Add a shadow column to a dataset

Description

Casting a shadow shifted column performs the equivalent pattern to data %>% select(var) %>% impute_below(). This is a convenience function that makes it easy to perform certain visualisations, in line with the principle that the user should have a way to flexibly return data formats containing information about the missing data. It forms the base building block for the functions cast_shadow_shift, and cast_shadow_shift_label. It also respects the dplyr verbs starts_with, contains, ends_with, etc. to select variables.

Usage

cast_shadow(data, ...)

Arguments

data

data.frame

...

One or more unquoted variable names separated by commas. These respect the dplyr verbs starts_with, contains, ends_with, etc.

Value

data with the added variable shifted and the suffix ⁠_NA⁠

See Also

cast_shadow_shift(), cast_shadow_shift_label() bind_shadow() add_any_miss() add_label_missings() add_label_shadow() add_miss_cluster() add_prop_miss() add_shadow_shift()

Examples

airquality %>% cast_shadow(Ozone, Solar.R)
## Not run: 
library(ggplot2)
library(magrittr)
airquality  %>%
  cast_shadow(Ozone,Solar.R) %>%
  ggplot(aes(x = Ozone,
             colour = Solar.R_NA)) +
        geom_density()

## End(Not run)

Add a shadow and a shadow_shift column to a dataset

Description

Shift the values and add a shadow column. It also respects the dplyr verbs starts_with, contains, ends_with, etc.

Usage

cast_shadow_shift(data, ...)

Arguments

data

data.frame

...

One or more unquoted variable names separated by commas. These respect the dplyr verbs starts_with, contains, ends_with, etc.

Value

data.frame with the shadow and shadow_shift vars

See Also

cast_shadow_shift(), cast_shadow_shift_label() bind_shadow() add_any_miss() add_label_missings() add_label_shadow() add_miss_cluster() add_prop_miss() add_shadow_shift()

Examples

airquality %>% cast_shadow_shift(Ozone,Temp)

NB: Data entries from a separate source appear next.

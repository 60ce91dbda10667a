use anyhow::{bail, Context, Result};

use crate::search::DEFAULT_RADIUS_KM;

/// Application configuration loaded from environment variables.
#[derive(Debug, Clone)]
pub struct Config {
    pub port: u16,
    pub rust_log: String,
    /// Radius applied to searches that do not name one.
    pub default_radius_km: f64,
    /// Optional JSON array of postings loaded into the board at startup.
    pub seed_jobs_path: Option<String>,
}

impl Config {
    pub fn from_env() -> Result<Self> {
        dotenvy::dotenv().ok(); // load .env if present; ignore if missing

        let default_radius_km = match std::env::var("DEFAULT_RADIUS_KM") {
            Ok(raw) => parse_radius(&raw)?,
            Err(_) => DEFAULT_RADIUS_KM,
        };

        Ok(Config {
            port: std::env::var("PORT")
                .unwrap_or_else(|_| "8080".to_string())
                .parse::<u16>()
                .context("PORT must be a valid port number")?,
            rust_log: std::env::var("RUST_LOG").unwrap_or_else(|_| "info".to_string()),
            default_radius_km,
            seed_jobs_path: std::env::var("SEED_JOBS_PATH")
                .ok()
                .filter(|p| !p.trim().is_empty()),
        })
    }
}

impl Default for Config {
    fn default() -> Self {
        Config {
            port: 8080,
            rust_log: "info".to_string(),
            default_radius_km: DEFAULT_RADIUS_KM,
            seed_jobs_path: None,
        }
    }
}

fn parse_radius(raw: &str) -> Result<f64> {
    let radius = raw
        .trim()
        .parse::<f64>()
        .with_context(|| format!("DEFAULT_RADIUS_KM must be a number, got '{raw}'"))?;
    if !radius.is_finite() || radius < 0.0 {
        bail!("DEFAULT_RADIUS_KM must be a non-negative number, got '{raw}'");
    }
    Ok(radius)
}
//! Resume draft editing as an explicit state container.

pub mod draft;
pub mod handlers;

pub use draft::{apply_event, ResumeEvent};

airquality %>% cast_shadow_shift(dplyr::contains("o"))

Add a shadow column and a shadow shifted column to a dataset

Description

Shift the values, add shadow, add missing label

Usage

cast_shadow_shift_label(data, ...)

Arguments

data

data.frame

...

One or more unquoted expressions separated by commas. These also respect the dplyr verbs "starts_with", "contains", "ends_with", etc.

Value

data.frame with the shadow and shadow_shift vars, and missing labels

See Also

cast_shadow_shift(), cast_shadow_shift_label() bind_shadow() add_any_miss() add_label_missings() add_label_shadow() add_miss_cluster() add_prop_miss() add_shadow_shift()

Examples

airquality %>% cast_shadow_shift_label(Ozone, Solar.R)

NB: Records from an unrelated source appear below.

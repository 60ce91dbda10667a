//! Filtering pipeline over an in-memory slice of postings.
//!
//! Steps run in a fixed order: text search, then city equality, then the
//! radius filter. Each step is a pure function and a blank criterion disables it.

use serde::{Deserialize, Serialize};

use crate::geo::{haversine_km, Coordinate};
use crate::models::job::JobPosting;

pub const DEFAULT_RADIUS_KM: f64 = 50.0;

/// City value that means "no city filter" in the search form.
const ALL_CITIES: &str = "all";

fn default_sort_by_distance() -> bool {
    true
}

/// Search form state. Missing fields disable their filter.
#[derive(Debug, Clone, PartialEq, Serialize, Deserialize)]
pub struct SearchCriteria {
    #[serde(default)]
    pub query: String,
    #[serde(default)]
    pub city: Option<String>,
    /// The searcher's location. `None` (e.g. geolocation denied) disables the radius filter.
    #[serde(default)]
    pub reference: Option<Coordinate>,
    /// Defaults to the service-wide radius when absent.
    #[serde(default)]
    pub radius_km: Option<f64>,
    #[serde(default = "default_sort_by_distance")]
    pub sort_by_distance: bool,
}

impl Default for SearchCriteria {
    fn default() -> Self {
        Self {
            query: String::new(),
            city: None,
            reference: None,
            radius_km: None,
            sort_by_distance: true,
        }
    }
}

/// A posting that survived the pipeline, with its resolved location.
#[derive(Debug, Clone, PartialEq, Serialize, Deserialize)]
pub struct MatchedPosting {
    #[serde(flatten)]
    pub posting: JobPosting,
    pub location: Coordinate,
    /// Present only when the search had a reference point.
    pub distance_km: Option<f64>,
}

/// Case-insensitive substring match against title, company and description.
pub fn matches_text(posting: &JobPosting, query: &str) -> bool {
    let needle = query.trim().to_lowercase();
    if needle.is_empty() {
        return true;
    }
    [&posting.title, &posting.company, &posting.description]
        .iter()
        .any(|field| field.to_lowercase().contains(&needle))
}

/// City equality, ignoring case and surrounding whitespace. Blank or "All" matches everything.
pub fn matches_city(posting: &JobPosting, city: Option<&str>) -> bool {
    let wanted = match city.map(str::trim) {
        Some(c) if !c.is_empty() && !c.eq_ignore_ascii_case(ALL_CITIES) => c.to_lowercase(),
        _ => return true,
    };
    posting.city.trim().to_lowercase() == wanted
}

/// Runs the full pipeline and returns the retained postings.
///
/// `default_radius_km` applies when the criteria carry no radius of their own.
pub fn run_search(
    postings: &[JobPosting],
    criteria: &SearchCriteria,
    default_radius_km: f64,
) -> Vec<MatchedPosting> {
    let radius_km = criteria.radius_km.unwrap_or(default_radius_km);

    let mut results: Vec<MatchedPosting> = postings
        .iter()
        .filter(|p| matches_text(p, &criteria.query))
        .filter(|p| matches_city(p, criteria.city.as_deref()))
        .filter_map(|p| {
            let location = p.resolved_coordinate();
            let distance_km = criteria.reference.map(|r| haversine_km(r, location));
            match distance_km {
                Some(d) if d > radius_km => None,
                _ => Some(MatchedPosting {
                    posting: p.clone(),
                    location,
                    distance_km,
                }),
            }
        })
        .collect();

    if criteria.reference.is_some() && criteria.sort_by_distance {
        // stable sort keeps input order for ties
        results.sort_by(|a, b| {
            let da = a.distance_km.unwrap_or(f64::INFINITY);
            let db = b.distance_km.unwrap_or(f64::INFINITY);
            da.total_cmp(&db)
        });
    }

    results
}

#[cfg(test)]
mod tests {
    use super::*;
    use crate::geo::cities::lookup_city;

    fn job(id: &str, title: &str, company: &str, city: &str, description: &str) -> JobPosting {
        JobPosting {
            id: id.to_string(),
            title: title.to_string(),
            company: company.to_string(),
            city: city.to_string(),
            description: description.to_string(),
            coordinate: None,
            salary: None,
            job_type: None,
            posted_at: None,
        }
    }

    fn fixtures() -> Vec<JobPosting> {
        vec![
            job("1", "Rust Engineer", "Ferrous", "Mumbai", "Build storage engines"),
            job("2", "Data Analyst", "Numbers Inc", "Delhi", "SQL and dashboards"),
            job("3", "Backend Developer", "Acme", "Noida", "Rust microservices"),
            job("4", "Designer", "Pixel", "Remote", "Figma all day"),
        ]
    }

    fn ids(results: &[MatchedPosting]) -> Vec<&str> {
        results.iter().map(|m| m.posting.id.as_str()).collect()
    }

    #[test]
    fn test_empty_criteria_keeps_everything_in_order() {
        let results = run_search(&fixtures(), &SearchCriteria::default(), DEFAULT_RADIUS_KM);
        assert_eq!(ids(&results), vec!["1", "2", "3", "4"]);
        assert!(results.iter().all(|m| m.distance_km.is_none()));
    }

    #[test]
    fn test_text_search_matches_title_company_description() {
        let criteria = SearchCriteria {
            query: "RUST".to_string(),
            ..Default::default()
        };
        let results = run_search(&fixtures(), &criteria, DEFAULT_RADIUS_KM);
        assert_eq!(ids(&results), vec!["1", "3"]);

        let by_company = SearchCriteria {
            query: "numbers".to_string(),
            ..Default::default()
        };
        assert_eq!(ids(&run_search(&fixtures(), &by_company, 50.0)), vec!["2"]);
    }

    #[test]
    fn test_city_filter_ignores_case_and_all() {
        let criteria = SearchCriteria {
            city: Some(" delhi ".to_string()),
            ..Default::default()
        };
        assert_eq!(ids(&run_search(&fixtures(), &criteria, 50.0)), vec!["2"]);

        let all = SearchCriteria {
            city: Some("All".to_string()),
            ..Default::default()
        };
        assert_eq!(run_search(&fixtures(), &all, 50.0).len(), 4);
    }

    #[test]
    fn test_radius_filter_around_delhi() {
        let criteria = SearchCriteria {
            reference: lookup_city("Delhi"),
            ..Default::default()
        };
        let results = run_search(&fixtures(), &criteria, DEFAULT_RADIUS_KM);
        // Noida is ~25 km from Delhi, Mumbai ~1150 km away
        assert_eq!(ids(&results), vec!["2", "3"]);
        assert_eq!(results[0].distance_km, Some(0.0));
    }

    #[test]
    fn test_no_reference_keeps_all_regardless_of_radius() {
        let criteria = SearchCriteria {
            radius_km: Some(0.0),
            ..Default::default()
        };
        assert_eq!(run_search(&fixtures(), &criteria, 0.0).len(), 4);
    }

    #[test]
    fn test_zero_radius_keeps_only_coincident() {
        let criteria = SearchCriteria {
            reference: lookup_city("Mumbai"),
            radius_km: Some(0.0),
            ..Default::default()
        };
        assert_eq!(ids(&run_search(&fixtures(), &criteria, 50.0)), vec!["1"]);
    }

    #[test]
    fn test_results_sorted_by_distance() {
        let criteria = SearchCriteria {
            reference: lookup_city("Delhi"),
            radius_km: Some(5000.0),
            ..Default::default()
        };
        let results = run_search(&fixtures(), &criteria, DEFAULT_RADIUS_KM);
        let distances: Vec<f64> = results.iter().filter_map(|m| m.distance_km).collect();
        assert_eq!(distances.len(), 4);
        assert!(distances.windows(2).all(|w| w[0] <= w[1]));
        assert_eq!(results[0].posting.id, "2");
    }

    #[test]
    fn test_sort_can_be_disabled() {
        let criteria = SearchCriteria {
            reference: lookup_city("Mumbai"),
            radius_km: Some(5000.0),
            sort_by_distance: false,
            ..Default::default()
        };
        let results = run_search(&fixtures(), &criteria, DEFAULT_RADIUS_KM);
        assert_eq!(ids(&results), vec!["1", "2", "3", "4"]);
    }

    #[test]
    fn test_pipeline_combines_filters() {
        let criteria = SearchCriteria {
            query: "rust".to_string(),
            city: Some("Mumbai".to_string()),
            reference: lookup_city("Delhi"),
            ..Default::default()
        };
        // text keeps 1 and 3, city keeps 1, radius drops Mumbai
        assert!(run_search(&fixtures(), &criteria, DEFAULT_RADIUS_KM).is_empty());
    }

    #[test]
    fn test_criteria_json_defaults() {
        let c: SearchCriteria = serde_json::from_str("{}").unwrap();
        assert_eq!(c, SearchCriteria::default());
    }
}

# replicate the plot generated by geom_miss_point()
## Not run: 
library(ggplot2)

airquality %>%
  cast_shadow_shift_label(Ozone,Solar.R) %>%
  ggplot(aes(x = Ozone_shift,
             y = Solar.R_shift,
             colour = any_missing)) +
        geom_point()

## End(Not run)

Common number values for NA

Description

This vector contains common number values of NA (missing), which is aimed to be used inside naniar functions miss_scan_count() and replace_with_na(). The current list of numbers can be found by printing out common_na_numbers. It is a useful way to explore your data for possible missings, but I strongly warn against using this to replace NA values without very carefully looking at the incidence for each of the cases. Common NA strings are in the data object common_na_strings.

Usage

common_na_numbers

Format

An object of class numeric of length 8.

Note

original discussion here https://github.com/njtierney/naniar/issues/168

Examples

dat_ms <- tibble::tribble(~x,  ~y,    ~z,
                          1,   "A",   -100,
                          3,   "N/A", -99,
                          NA,  NA,    -98,
                          -99, "E",   -101,
                          -98, "F",   -1)

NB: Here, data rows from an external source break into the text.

use serde::{Deserialize, Serialize};

/// Resume layout chosen in the builder.
#[derive(Debug, Clone, Copy, Default, PartialEq, Eq, Serialize, Deserialize)]
#[serde(rename_all = "snake_case")]
pub enum ResumeTemplate {
    #[default]
    Professional,
    Classic,
    Modern,
    Minimal,
    Creative,
    /// Deliberately parser-hostile layout (tables, columns, graphics).
    Anti,
    /// Any identifier this service does not know about.
    #[serde(other)]
    Other,
}

impl ResumeTemplate {
    /// Score adjustment applied after all content bonuses.
    pub fn score_adjustment(self) -> i32 {
        match self {
            ResumeTemplate::Professional | ResumeTemplate::Classic => 5,
            ResumeTemplate::Anti => -10,
            _ => 0,
        }
    }

    pub fn as_str(self) -> &'static str {
        match self {
            ResumeTemplate::Professional => "professional",
            ResumeTemplate::Classic => "classic",
            ResumeTemplate::Modern => "modern",
            ResumeTemplate::Minimal => "minimal",
            ResumeTemplate::Creative => "creative",
            ResumeTemplate::Anti => "anti",
            ResumeTemplate::Other => "other",
        }
    }
}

miss_scan_count(dat_ms, -99)
miss_scan_count(dat_ms, c("-99","-98","N/A"))
common_na_numbers
miss_scan_count(dat_ms, common_na_numbers)

Common string values for NA

Description

This vector contains common values of NA (missing), which is aimed to be used inside naniar functions miss_scan_count() and replace_with_na(). The current list of strings used can be found by printing out common_na_strings. It is a useful way to explore your data for possible missings, but I strongly warn against using this to replace NA values without very carefully looking at the incidence for each of the cases. Please note that common_na_strings uses ⁠\\⁠ around the "?", "." and "*" characters to protect against using their wildcard features in grep. Common NA numbers are in the data object common_na_numbers.

Usage

common_na_strings

Format

An object of class character of length 26.

Note

original discussion here https://github.com/njtierney/naniar/issues/168

Examples

dat_ms <- tibble::tribble(~x,  ~y,    ~z,
                          1,   "A",   -100,
                          3,   "N/A", -99,
                          NA,  NA,    -98,
                          -99, "E",   -101,
                          -98, "F",   -1)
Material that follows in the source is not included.